24 January 2013

Namibia: Etale Fishing Workers Face Uncertainty

ETALE Fishing Company in Walvis Bay has allegedly sent the bulk of its seasonal and permanent workers home without an explanation, as talk of financial difficulties surfaces once again.

The Namibia Seamen and Allied Workers Union (Nasawu) said it had a meeting with the company's management this week and was told that the company was facing financial problems and would only be able to provide workers with feedback in February.

"The situation at Etale is critical and we have serious concerns about what is going to happen to the workers. The company management informed us that it is currently facing difficulties and will have a meeting with its shareholders on February 4. The outcome will be communicated to both us and the workers after February 4," said Nasawu general secretary Erkki Shitana.

Shitana said the union, which has a recognition agreement with the fishing company on behalf of the workers, is waiting to see whether the situation at the company normalises.

"The concern by the 700-plus workers is that they want to be informed about where they stand in terms of their jobs and pensions," said Shitana.

The Namibian could not get comment from Etale yesterday.

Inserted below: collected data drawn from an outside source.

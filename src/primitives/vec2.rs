//! 2D vector type for directions and offsets.

use num_traits::Float;
use std::ops::{Add, Neg, Sub};

/// A 2D vector representing a direction or offset.
///
/// Generic over floating-point types (`f32` or `f64`).
#[derive(Debug, Clone, Copy, PartialEq)]
pub struct Vec2<F> {
    pub x: F,
    pub y: F,
}

impl<F: Float> Vec2<F> {
    /// Creates a new vector.
    #[inline]
    pub fn new(x: F, y: F) -> Self {
        Self { x, y }
    }

    /// Computes the dot product with another vector.
    #[inline]
    pub fn dot(self, other: Self) -> F {
        self.x * other.x + self.y * other.y
    }

    /// Computes the 2D cross product (perpendicular dot product).
    ///
    /// Returns the z-component of the 3D cross product if the vectors
    /// were extended to 3D with z=0. Positive means `other` is
    /// counter-clockwise from `self`.
    #[inline]
    pub fn cross(self, other: Self) -> F {
        self.x * other.y - self.y * other.x
    }

    /// Returns the squared magnitude (length squared).
    #[inline]
    pub fn magnitude_squared(self) -> F {
        self.dot(self)
    }

    /// Returns the magnitude (length) of the vector.
    #[inline]
    pub fn magnitude(self) -> F {
        self.magnitude_squared().sqrt()
    }

    /// Returns the counter-clockwise angle against the +x axis, in [-pi, pi].
    #[inline]
    pub fn angle(self) -> F {
        self.y.atan2(self.x)
    }
}

impl<F: Float> Add for Vec2<F> {
    type Output = Self;

    #[inline]
    fn add(self, other: Self) -> Self {
        Self {
            x: self.x + other.x,
            y: self.y + other.y,
        }
    }
}

impl<F: Float> Sub for Vec2<F> {
    type Output = Self;

    #[inline]
    fn sub(self, other: Self) -> Self {
        Self {
            x: self.x - other.x,
            y: self.y - other.y,
        }
    }
}

impl<F: Float> Neg for Vec2<F> {
    type Output = Self;

    #[inline]
    fn neg(self) -> Self {
        Self {
            x: -self.x,
            y: -self.y,
        }
    }
}
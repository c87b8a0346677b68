//! Triangulation of polygonal regions.
//!
//! # Pipeline
//!
//! 1. Normalize the input rings and group them into regions (one outer
//!    boundary plus its holes).
//! 2. Splice every hole into its outer boundary with a bridge, leaving one
//!    simple loop per region.
//! 3. Split each loop into y-monotone faces with a plane sweep.
//! 4. Triangulate each face in a single stack pass.
//!
//! Output triangles reference the caller's vertices by index, so two input
//! points with equal coordinates stay distinct in the output.
//!
//! # Example
//!
//! ```
//! use polytri::{triangulate, Point2, Ring};
//!
//! let square = Ring::new(vec![
//!     Point2::new(0.0, 0.0),
//!     Point2::new(2.0, 0.0),
//!     Point2::new(2.0, 2.0),
//!     Point2::new(0.0, 2.0),
//! ]);
//!
//! let triangles = triangulate(&[square]).unwrap();
//! assert_eq!(triangles.len(), 2);
//!
//! let total: f64 = triangles.iter().map(|t| t.area()).sum();
//! assert!((total - 4.0).abs() < 1e-7);
//! ```

use crate::error::TriangulateError;
use crate::polygon::arena::VertexArena;
use crate::polygon::core::Ring;
use crate::polygon::merge::merge_holes;
use crate::polygon::monotone::decompose;
use crate::polygon::normalize::normalize;
use crate::predicates::{cross, triangle_area};
use crate::primitives::Point2;
use num_traits::Float;

/// A triangle carrying vertex coordinates, in counter-clockwise order.
#[derive(Debug, Clone, Copy, PartialEq)]
pub struct Triangle<F> {
    /// First vertex of the triangle.
    pub a: Point2<F>,
    /// Second vertex of the triangle.
    pub b: Point2<F>,
    /// Third vertex of the triangle.
    pub c: Point2<F>,
}

impl<F: Float> Triangle<F> {
    /// Creates a new triangle from three points.
    #[inline]
    pub fn new(a: Point2<F>, b: Point2<F>, c: Point2<F>) -> Self {
        Self { a, b, c }
    }

    /// Signed area of the triangle; positive for the counter-clockwise
    /// order this library emits.
    pub fn signed_area(&self) -> F {
        triangle_area(self.a, self.b, self.c)
    }

    /// Absolute area of the triangle.
    pub fn area(&self) -> F {
        self.signed_area().abs()
    }
}

/// Result of an identity-preserving triangulation.
///
/// Each triple indexes the caller's vertices in flattened input order: the
/// first ring's vertices first, then the second ring's, and so on. Every
/// triple is in counter-clockwise order.
#[derive(Debug, Clone, PartialEq, Eq)]
pub struct TriangulationResult {
    /// Triangle vertex indices into the flattened input sequence.
    pub indices: Vec<(usize, usize, usize)>,
}

impl TriangulationResult {
    /// Returns the number of triangles.
    #[inline]
    pub fn len(&self) -> usize {
        self.indices.len()
    }

    /// Returns true if there are no triangles.
    #[inline]
    pub fn is_empty(&self) -> bool {
        self.indices.is_empty()
    }
}

/// Triangulates a set of rings into coordinate-carrying triangles.
///
/// Rings may arrive in either winding. A ring contained in another ring is
/// treated as a hole; uncontained rings are independent outer boundaries
/// and their triangulations are concatenated.
///
/// # Example
///
/// ```
/// use polytri::{triangulate, Point2, Ring};
///
/// // A 4x4 plate with a 1x1 opening.
/// let outer = Ring::new(vec![
///     Point2::new(0.0, 0.0),
///     Point2::new(4.0, 0.0),
///     Point2::new(4.0, 4.0),
///     Point2::new(0.0, 4.0),
/// ]);
/// let hole = Ring::new(vec![
///     Point2::new(1.5, 1.5),
///     Point2::new(1.5, 2.5),
///     Point2::new(2.5, 2.5),
///     Point2::new(2.5, 1.5),
/// ]);
///
/// let triangles = triangulate(&[outer, hole]).unwrap();
/// assert!(triangles.len() >= 5);
///
/// let total: f64 = triangles.iter().map(|t| t.area()).sum();
/// assert!((total - 15.0).abs() < 1e-7);
/// ```
pub fn triangulate<F: Float>(rings: &[Ring<F>]) -> Result<Vec<Triangle<F>>, TriangulateError> {
    let result = triangulate_indexed(rings)?;
    let points: Vec<Point2<F>> = rings
        .iter()
        .flat_map(|r| r.vertices.iter().copied())
        .collect();
    Ok(result
        .indices
        .iter()
        .map(|&(a, b, c)| Triangle::new(points[a], points[b], points[c]))
        .collect())
}

/// Triangulates a set of rings, returning vertex indices.
///
/// This is the identity-preserving form: every index refers to a vertex
/// the caller passed in, and no coordinates are synthesized.
///
/// # Example
///
/// ```
/// use polytri::{triangulate_indexed, Point2, Ring};
///
/// let pentagon = Ring::new(vec![
///     Point2::new(0.0, 0.0),
///     Point2::new(2.0, 0.0),
///     Point2::new(2.5, 1.5),
///     Point2::new(1.0, 2.5),
///     Point2::new(-0.5, 1.5),
/// ]);
///
/// let result = triangulate_indexed(&[pentagon]).unwrap();
/// assert_eq!(result.len(), 3); // 5 vertices -> 3 triangles
///
/// for &(a, b, c) in &result.indices {
///     assert!(a < 5 && b < 5 && c < 5);
/// }
/// ```
pub fn triangulate_indexed<F: Float>(
    rings: &[Ring<F>],
) -> Result<TriangulationResult, TriangulateError> {
    let regions = normalize(rings)?;
    let mut indices = Vec::new();

    for region in &regions {
        let mut arena = VertexArena::new();
        let outer_head = arena.add_loop(&region.outer);
        let hole_heads: Vec<usize> = region.holes.iter().map(|h| arena.add_loop(h)).collect();

        merge_holes(&mut arena, outer_head, &hole_heads)?;

        for face in decompose(&arena, outer_head)? {
            triangulate_monotone(&arena, &face, &mut indices)?;
        }
    }

    Ok(TriangulationResult { indices })
}

/// Triangulates one y-monotone face with the two-chain stack algorithm.
fn triangulate_monotone<F: Float>(
    arena: &VertexArena<F>,
    face: &[usize],
    out: &mut Vec<(usize, usize, usize)>,
) -> Result<(), TriangulateError> {
    let n = face.len();
    if n < 3 {
        return Err(TriangulateError::InternalInvariant(
            "face with fewer than 3 vertices",
        ));
    }
    if n == 3 {
        return emit(arena, face[0], face[1], face[2], out);
    }

    let mut top = 0;
    let mut bottom = 0;
    for i in 1..n {
        if arena.before(face[i], face[top]) {
            top = i;
        }
        if arena.before(face[bottom], face[i]) {
            bottom = i;
        }
    }

    // Walking forward from the top descends the left chain of a
    // counter-clockwise face, walking backward descends the right chain.
    // Merge the chains by sweep order; the flag marks left-chain vertices.
    let mut seq: Vec<(usize, bool)> = Vec::with_capacity(n);
    seq.push((face[top], true));
    let mut l = (top + 1) % n;
    let mut r = (top + n - 1) % n;
    while l != bottom || r != bottom {
        if l != bottom && (r == bottom || arena.before(face[l], face[r])) {
            seq.push((face[l], true));
            l = (l + 1) % n;
        } else {
            seq.push((face[r], false));
            r = (r + n - 1) % n;
        }
    }
    seq.push((face[bottom], false));

    for w in seq.windows(2) {
        if !arena.before(w[0].0, w[1].0) {
            return Err(TriangulateError::InternalInvariant(
                "face is not y-monotone",
            ));
        }
    }

    // Stack of indices into seq.
    let mut stack: Vec<usize> = vec![0, 1];
    for i in 2..n - 1 {
        let (v, v_left) = seq[i];
        let top_left = seq[stack[stack.len() - 1]].1;

        if v_left != top_left {
            // Opposite chain: v sees every stacked vertex.
            let old_top = stack[stack.len() - 1];
            while stack.len() >= 2 {
                let u1 = stack[stack.len() - 1];
                let u2 = stack[stack.len() - 2];
                emit(arena, seq[u2].0, seq[u1].0, v, out)?;
                stack.pop();
            }
            stack.clear();
            stack.push(old_top);
            stack.push(i);
        } else {
            // Same chain: cut off corners while they stay on the interior
            // side. A zero turn defers the collinear corner instead of
            // emitting a sliver.
            let mut last = stack[stack.len() - 1];
            stack.pop();
            while let Some(&u) = stack.last() {
                let turn = cross(arena[seq[u].0].pos, arena[seq[last].0].pos, arena[v].pos);
                let inward = if v_left {
                    turn > F::zero()
                } else {
                    turn < F::zero()
                };
                if !inward {
                    break;
                }
                emit(arena, seq[u].0, seq[last].0, v, out)?;
                last = u;
                stack.pop();
            }
            stack.push(last);
            stack.push(i);
        }
    }

    // The bottom vertex sees everything still stacked.
    let last_vertex = seq[n - 1].0;
    while stack.len() >= 2 {
        let u1 = stack[stack.len() - 1];
        let u2 = stack[stack.len() - 2];
        emit(arena, seq[u2].0, seq[u1].0, last_vertex, out)?;
        stack.pop();
    }

    Ok(())
}

/// Emits one triangle in counter-clockwise order, mapped back to input
/// indices.
fn emit<F: Float>(
    arena: &VertexArena<F>,
    a: usize,
    b: usize,
    c: usize,
    out: &mut Vec<(usize, usize, usize)>,
) -> Result<(), TriangulateError> {
    let turn = cross(arena[a].pos, arena[b].pos, arena[c].pos);
    if turn == F::zero() {
        return Err(TriangulateError::DegenerateGeometry);
    }
    let (a, b, c) = if turn > F::zero() { (a, b, c) } else { (a, c, b) };
    out.push((arena[a].source, arena[b].source, arena[c].source));
    Ok(())
}
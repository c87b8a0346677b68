//! Error types for triangulation.

use thiserror::Error;

/// Errors that can occur while triangulating a set of rings.
///
/// All variants are fatal to the call that produced them: no partial
/// triangle list is returned alongside an error, and nothing is retried.
#[derive(Debug, Clone, PartialEq, Eq, Error)]
pub enum TriangulateError {
    /// A ring has fewer than three distinct vertices, a non-finite
    /// coordinate, or essentially zero area.
    #[error("degenerate ring: fewer than 3 distinct vertices or near-zero area")]
    DegenerateRing,

    /// A hole ring is not contained in any outer ring.
    #[error("hole ring is not contained in any outer ring")]
    HoleNotInside,

    /// A geometric predicate failed on collinear or coincident input points.
    #[error("degenerate geometry: collinear or coincident input points")]
    DegenerateGeometry,

    /// An internal post-condition failed. This should never happen for
    /// valid input; it indicates a bug rather than a problem with the
    /// caller's data.
    #[error("internal invariant violated: {0}")]
    InternalInvariant(&'static str),
}
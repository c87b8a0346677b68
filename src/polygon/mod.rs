//! Polygonal regions and their triangulation.
//!
//! The input model is a set of [`Ring`]s: uncontained rings are independent
//! outer boundaries, contained rings are holes of the ring that contains
//! them. [`triangulate`] and [`triangulate_indexed`] run the full pipeline
//! of normalization, hole merging, monotone decomposition, and monotone
//! triangulation.
//!
//! # Example
//!
//! ```
//! use polytri::polygon::{triangulate, Ring};
//! use polytri::Point2;
//!
//! let triangle = Ring::new(vec![
//!     Point2::new(0.0, 0.0),
//!     Point2::new(1.0, 1.0),
//!     Point2::new(0.0, 2.0),
//! ]);
//!
//! let triangles = triangulate(&[triangle]).unwrap();
//! assert_eq!(triangles.len(), 1);
//! ```

mod arena;
mod core;
mod merge;
mod monotone;
mod normalize;
mod triangulate;

pub use self::core::{ring_contains, ring_signed_area, Ring};
pub use triangulate::{triangulate, triangulate_indexed, Triangle, TriangulationResult};
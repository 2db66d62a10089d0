//! In-memory owner of all course and assignment records.
//!
//! # Responsibility
//! - Hold both collections in insertion order.
//! - Allocate identifiers and resolve lookups by id or normalized name.
//!
//! # Invariants
//! - New ids are `1 + max(existing)` per collection, or `1` when empty.
//! - Ids never exceed [`MAX_RECORD_ID`]; allocation past it yields `None`.
//! - Callers append records with freshly allocated ids only.

use crate::model::assignment::{Assignment, AssignmentId};
use crate::model::course::{normalize_course_name, Course, CourseId};
use serde::{Deserialize, Serialize};

/// Largest id a record may carry.
pub const MAX_RECORD_ID: u32 = u32::MAX - 1;

/// Whole application state; the unit of load/save.
#[derive(Debug, Clone, Default, PartialEq, Serialize, Deserialize)]
pub struct RecordStore {
    #[serde(default)]
    courses: Vec<Course>,
    #[serde(default)]
    assignments: Vec<Assignment>,
}

impl RecordStore {
    /// Creates an empty store.
    pub fn new() -> Self {
        Self::default()
    }

    pub fn courses(&self) -> &[Course] {
        &self.courses
    }

    pub fn assignments(&self) -> &[Assignment] {
        &self.assignments
    }

    /// Returns whether both collections are empty.
    pub fn is_empty(&self) -> bool {
        self.courses.is_empty() && self.assignments.is_empty()
    }

    /// Next free course id, `None` once the id space is exhausted.
    pub fn next_course_id(&self) -> Option<CourseId> {
        allocate_id(self.courses.iter().map(|course| course.id))
    }

    /// Next free assignment id, `None` once the id space is exhausted.
    pub fn next_assignment_id(&self) -> Option<AssignmentId> {
        allocate_id(self.assignments.iter().map(|assignment| assignment.id))
    }

    pub fn get_course(&self, id: CourseId) -> Option<&Course> {
        self.courses.iter().find(|course| course.id == id)
    }

    pub fn get_assignment(&self, id: AssignmentId) -> Option<&Assignment> {
        self.assignments.iter().find(|assignment| assignment.id == id)
    }

    /// Finds a course whose trimmed, case-folded name equals `name`'s.
    pub fn find_course_by_name(&self, name: &str) -> Option<&Course> {
        let wanted = normalize_course_name(name);
        self.courses
            .iter()
            .find(|course| normalize_course_name(&course.name) == wanted)
    }

    /// Display label for a course reference, tolerating dangling ids.
    pub fn course_label(&self, id: CourseId) -> String {
        self.get_course(id)
            .map_or_else(|| format!("Course #{id}"), |course| course.name.clone())
    }

    pub fn append_course(&mut self, course: Course) {
        self.courses.push(course);
    }

    pub fn append_assignment(&mut self, assignment: Assignment) {
        self.assignments.push(assignment);
    }
}

/// Returns `1 + max(ids)`, or `1` for an empty sequence.
///
/// Returns `None` instead of exceeding [`MAX_RECORD_ID`].
pub fn allocate_id<I>(ids: I) -> Option<u32>
where
    I: IntoIterator<Item = u32>,
{
    match ids.into_iter().max() {
        None => Some(1),
        Some(max) => max.checked_add(1).filter(|id| *id <= MAX_RECORD_ID),
    }
}
//! CLI argument definitions for `academic-helper`.

use academic_core::{DuePreset, DEFAULT_DATA_FILE};
use clap::{ArgGroup, Parser, Subcommand, ValueEnum};
use std::path::PathBuf;

/// CLI log level argument.
#[derive(Copy, Clone, Debug, ValueEnum, PartialEq, Eq)]
pub enum LogLevelArg {
    Error,
    Warn,
    Info,
    Debug,
    Trace,
}

impl LogLevelArg {
    pub fn as_str(self) -> &'static str {
        match self {
            Self::Error => "error",
            Self::Warn => "warn",
            Self::Info => "info",
            Self::Debug => "debug",
            Self::Trace => "trace",
        }
    }
}

/// Track courses, deadlines and grades.
#[derive(Debug, Parser)]
#[command(name = "academic-helper", version)]
pub struct Cli {
    /// Path of the JSON data file.
    #[arg(long, global = true, value_name = "PATH", default_value = DEFAULT_DATA_FILE)]
    pub data_file: PathBuf,

    /// Log level used when `--log-dir` is set.
    #[arg(long, global = true, value_enum)]
    pub log_level: Option<LogLevelArg>,

    /// Absolute directory for rolling log files; logging is off without it.
    #[arg(long, global = true, value_name = "DIR")]
    pub log_dir: Option<PathBuf>,

    #[command(subcommand)]
    pub command: Command,
}

#[derive(Debug, Subcommand)]
pub enum Command {
    /// List courses.
    Courses,
    /// Add a course, reusing an existing one with the same name.
    CourseAdd {
        #[arg(value_name = "NAME")]
        name: String,
    },
    /// Add an assignment.
    #[command(group(ArgGroup::new("due").required(true).args(["due_date", "preset"])))]
    Add {
        /// Course id or name.
        #[arg(long, value_name = "NAME|ID")]
        course: String,
        #[arg(long)]
        title: String,
        /// Due date as YYYY-MM-DD.
        #[arg(long = "due", value_name = "YYYY-MM-DD")]
        due_date: Option<String>,
        /// Quick due date: tomorrow, 3d, 1w or 2w.
        #[arg(long, value_parser = parse_preset)]
        preset: Option<DuePreset>,
        /// Not Started (default), In Progress or Completed.
        #[arg(long)]
        status: Option<String>,
        /// Percentage between 0 and 100.
        #[arg(long)]
        score: Option<String>,
        /// Validate and show the assignment without saving it.
        #[arg(long)]
        dry_run: bool,
    },
    /// List deadlines sorted by due date.
    Deadlines {
        /// Include completed assignments.
        #[arg(long)]
        all: bool,
    },
    /// Show one assignment.
    Show {
        #[arg(value_name = "ID")]
        id: u32,
    },
    /// Show the current grade of a course.
    Grade {
        #[arg(value_name = "NAME|ID")]
        course: String,
    },
}

fn parse_preset(value: &str) -> Result<DuePreset, String> {
    value.parse()
}
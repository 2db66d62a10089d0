//! Subcommand handlers. Each one loads state, calls the core and prints.

use crate::args::Command;
use crate::render;
use academic_core::{
    bootstrap, current_grade, find_course, get_assignment, list_courses, upcoming,
    AssignmentCatalog, Course, CourseRegistry, JsonFileGateway, NewAssignment, RecordStore,
};
use std::error::Error;
use std::path::Path;
use std::time::Instant;

pub type CommandResult = Result<(), Box<dyn Error>>;

/// Dispatches one subcommand against the data file at `data_file`.
pub fn run(command: Command, data_file: &Path) -> CommandResult {
    let gateway = JsonFileGateway::new(data_file);
    let mut store = bootstrap(&gateway)?;

    match command {
        Command::Courses => {
            render::courses(list_courses(&store));
            Ok(())
        }
        Command::CourseAdd { name } => {
            let resolution = CourseRegistry::new(&gateway).resolve_or_create(&mut store, &name)?;
            render::course_resolution(&resolution);
            Ok(())
        }
        Command::Add {
            course,
            title,
            due_date,
            preset,
            status,
            score,
            dry_run,
        } => {
            let course_id = resolve_course(&store, &course)?.id;
            let due_date = match preset {
                Some(preset) => preset.resolve_today().format("%Y-%m-%d").to_string(),
                None => due_date.unwrap_or_default(),
            };
            let input = NewAssignment {
                course_id,
                title,
                due_date,
                status,
                score,
            };

            let catalog = AssignmentCatalog::new(&gateway);
            let draft = catalog.preview(&store, &input)?;
            render::draft(&draft);
            if dry_run {
                println!("Dry run. Nothing was saved.");
                return Ok(());
            }

            let created = catalog.commit(&mut store, draft)?;
            render::created(&store, &created);
            Ok(())
        }
        Command::Deadlines { all } => {
            let started_at = Instant::now();
            let rows = upcoming(&store, !all);
            render::deadlines(&rows, started_at.elapsed());
            Ok(())
        }
        Command::Show { id } => {
            let assignment =
                get_assignment(&store, id).ok_or_else(|| format!("assignment not found: {id}"))?;
            render::details(&store, assignment);
            Ok(())
        }
        Command::Grade { course } => {
            let course = resolve_course(&store, &course)?;
            let grade = current_grade(&store, course.id)?;
            render::grade(course, &grade);
            Ok(())
        }
    }
}

/// Resolves a course argument by id first, then by normalized name.
fn resolve_course<'a>(store: &'a RecordStore, key: &str) -> Result<&'a Course, String> {
    if let Some(course) = key
        .trim()
        .parse::<u32>()
        .ok()
        .and_then(|id| store.get_course(id))
    {
        return Ok(course);
    }
    find_course(store, key).ok_or_else(|| format!("course not found: `{}`", key.trim()))
}
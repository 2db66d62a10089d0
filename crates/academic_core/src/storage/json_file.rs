//! JSON file gateway.
//!
//! # Invariants
//! - A missing file is equivalent to an empty state.
//! - Unreadable or unparsable files fall back to an empty state.
//! - Writes replace the whole file; no atomic rename is attempted.

use super::{decode_or_empty, encode_state, StateGateway, StorageError, StorageResult};
use crate::repo::record_store::RecordStore;
use log::{error, info, warn};
use std::fs;
use std::path::{Path, PathBuf};
use std::time::Instant;

/// Gateway persisting state as pretty-printed JSON at a fixed path.
#[derive(Debug, Clone)]
pub struct JsonFileGateway {
    path: PathBuf,
}

impl JsonFileGateway {
    pub fn new(path: impl Into<PathBuf>) -> Self {
        Self { path: path.into() }
    }

    pub fn path(&self) -> &Path {
        &self.path
    }
}

impl StateGateway for JsonFileGateway {
    fn load(&self) -> RecordStore {
        if !self.path.exists() {
            info!("event=state_load module=storage status=ok source=file detail=missing_file");
            return RecordStore::new();
        }

        match fs::read_to_string(&self.path) {
            Ok(text) => decode_or_empty(&text, "file"),
            Err(err) => {
                warn!(
                    "event=state_load module=storage status=fallback source=file error_code=read_failed error={}",
                    err
                );
                RecordStore::new()
            }
        }
    }

    fn save(&self, store: &RecordStore) -> StorageResult<()> {
        let started_at = Instant::now();
        let result = encode_state(store)
            .and_then(|text| fs::write(&self.path, text).map_err(StorageError::from));
        match &result {
            Ok(()) => info!(
                "event=state_save module=storage status=ok duration_ms={} courses={} assignments={}",
                started_at.elapsed().as_millis(),
                store.courses().len(),
                store.assignments().len()
            ),
            Err(err) => error!(
                "event=state_save module=storage status=error duration_ms={} error={}",
                started_at.elapsed().as_millis(),
                err
            ),
        }
        result
    }
}
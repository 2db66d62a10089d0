//! Core domain logic for the academic helper.
//! This crate is the single source of truth for course, assignment and grade
//! invariants; terminal front-ends only call into it.

pub mod logging;
pub mod model;
pub mod repo;
pub mod service;
pub mod storage;

pub use logging::{default_log_level, init_logging, logging_status, LoggingError};
pub use model::assignment::{
    format_percent, parse_score, Assignment, AssignmentId, AssignmentStatus,
};
pub use model::course::{normalize_course_name, Course, CourseId};
pub use model::due_date::{DueDate, DuePreset};
pub use model::validation::ValidationError;
pub use repo::record_store::{allocate_id, RecordStore, MAX_RECORD_ID};
pub use service::assignment_catalog::{
    get_assignment, list_sorted, upcoming, AssignmentCatalog, AssignmentDraft, DeadlineEntry,
    NewAssignment,
};
pub use service::course_registry::{find_course, list_courses, CourseRegistry, CourseResolution};
pub use service::error::{ServiceError, ServiceResult};
pub use service::grade_service::{current_grade, CourseGrade, ScoredEntry};
pub use storage::{
    bootstrap, JsonFileGateway, MemoryGateway, StateGateway, StorageError, StorageResult,
    DEFAULT_DATA_FILE, SEED_COURSE_NAMES,
};

/// Returns the core crate version.
pub fn core_version() -> &'static str {
    env!("CARGO_PKG_VERSION")
}
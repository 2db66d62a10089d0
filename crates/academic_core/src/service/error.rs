//! Error type shared by course, assignment and grade use-cases.

use crate::model::course::CourseId;
use crate::model::validation::ValidationError;
use crate::storage::StorageError;
use std::error::Error;
use std::fmt::{Display, Formatter};

pub type ServiceResult<T> = Result<T, ServiceError>;

#[derive(Debug)]
pub enum ServiceError {
    /// Raw input failed boundary validation.
    Validation(ValidationError),
    /// Referenced course id does not exist.
    UnknownCourse(CourseId),
    /// Mutation could not be persisted.
    Storage(StorageError),
    /// No id below `MAX_RECORD_ID` is left for a new record.
    IdSpaceExhausted,
}

impl ServiceError {
    /// Returns whether the terminal layer may re-prompt and retry.
    pub fn is_recoverable(&self) -> bool {
        matches!(self, Self::Validation(_) | Self::UnknownCourse(_))
    }
}

impl Display for ServiceError {
    fn fmt(&self, f: &mut Formatter<'_>) -> std::fmt::Result {
        match self {
            Self::Validation(err) => write!(f, "{err}"),
            Self::UnknownCourse(id) => write!(f, "course not found: {id}"),
            Self::Storage(err) => write!(f, "{err}"),
            Self::IdSpaceExhausted => write!(f, "no record ids left to allocate"),
        }
    }
}

impl Error for ServiceError {
    fn source(&self) -> Option<&(dyn Error + 'static)> {
        match self {
            Self::Validation(err) => Some(err),
            Self::UnknownCourse(_) => None,
            Self::Storage(err) => Some(err),
            Self::IdSpaceExhausted => None,
        }
    }
}

impl From<ValidationError> for ServiceError {
    fn from(value: ValidationError) -> Self {
        Self::Validation(value)
    }
}

impl From<StorageError> for ServiceError {
    fn from(value: StorageError) -> Self {
        Self::Storage(value)
    }
}
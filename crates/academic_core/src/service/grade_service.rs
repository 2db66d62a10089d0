//! Running course grade from recorded scores.
//!
//! # Invariants
//! - Only assignments with a present score participate.
//! - "No scores yet" is `CourseGrade::NoData`, never a zero mean.
//! - The mean is kept at full precision; rounding happens in formatting.

use crate::model::assignment::{format_percent, AssignmentId};
use crate::model::course::CourseId;
use crate::repo::record_store::RecordStore;
use crate::service::error::{ServiceError, ServiceResult};

/// One score included in a grade.
#[derive(Debug, Clone, PartialEq)]
pub struct ScoredEntry {
    pub assignment_id: AssignmentId,
    pub title: String,
    pub score: f64,
}

/// Grade of one course.
#[derive(Debug, Clone, PartialEq)]
pub enum CourseGrade {
    /// The course has no scored assignments.
    NoData,
    /// Unweighted mean of `entries`, in store order.
    Graded {
        entries: Vec<ScoredEntry>,
        mean: f64,
    },
}

impl CourseGrade {
    pub fn mean(&self) -> Option<f64> {
        match self {
            Self::NoData => None,
            Self::Graded { mean, .. } => Some(*mean),
        }
    }

    pub fn entries(&self) -> &[ScoredEntry] {
        match self {
            Self::NoData => &[],
            Self::Graded { entries, .. } => entries,
        }
    }

    /// Mean rendered with two decimals, e.g. `85.00%`.
    pub fn display_mean(&self) -> Option<String> {
        self.mean().map(format_percent)
    }
}

/// Computes the current grade of `course_id`.
///
/// # Errors
/// - `ServiceError::UnknownCourse` when the course does not exist.
pub fn current_grade(store: &RecordStore, course_id: CourseId) -> ServiceResult<CourseGrade> {
    if store.get_course(course_id).is_none() {
        return Err(ServiceError::UnknownCourse(course_id));
    }

    let entries: Vec<ScoredEntry> = store
        .assignments()
        .iter()
        .filter(|assignment| assignment.course_id == course_id)
        .filter_map(|assignment| {
            assignment.score.map(|score| ScoredEntry {
                assignment_id: assignment.id,
                title: assignment.title.clone(),
                score,
            })
        })
        .collect();

    if entries.is_empty() {
        return Ok(CourseGrade::NoData);
    }

    let total: f64 = entries.iter().map(|entry| entry.score).sum();
    let mean = total / entries.len() as f64;
    Ok(CourseGrade::Graded { entries, mean })
}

Shitana said the financial situation of the company dates back to the time of previous managing director, Bobboh Kathindi, who last year was forced out of his position amidst accusations of irregularities that have cost his companies millions of dollars.

It was reported in late 2011 that Etale Fishing owed the Ministry of Fisheries and Marine Resources N$20 million for quota levies.

Kathindi resigned as managing director of Etale Fishing Company shortly after an internal probe by the shareholders unearthed several irregularities suggesting he was not working fully in the interest of the owners.

One investigation established that he benefited personally and "inappropriately" through a deal between Etale Fishing Company and Namsov. Etale, despite its public complaints that it was struggling because it had no fishing quotas, reportedly gave Namsov the right to catch fish on its behalf.

In terms of the Namsov-Etale agreement, Namsov got 67 percent of the revenue while Etale received the remaining 33 percent. The revenue sharing was calculated after all costs were deducted. This irked other shareholders and directors who believed Kathindi had sold Etale short.

Some of the shareholders also believed Kathindi's decision to outsource Etale fishing quotas might have been the main reason shareholders were unable to pay levies to the Ministry of Fisheries and Marine Resource for years.

Etale, a consortium of black empowerment companies Etale Trust, Ehanga, Ompagona and Ozohi, is still reeling from penalties imposed by the government for its failure to pay levies and seems to have been punished when new fishing rights were awarded in 2011.

It was found that the Namsov-Etale joint venture "has resulted in a net outflow of millions of Namibian dollars that could have accrued to Etale had the agreement not been entered into".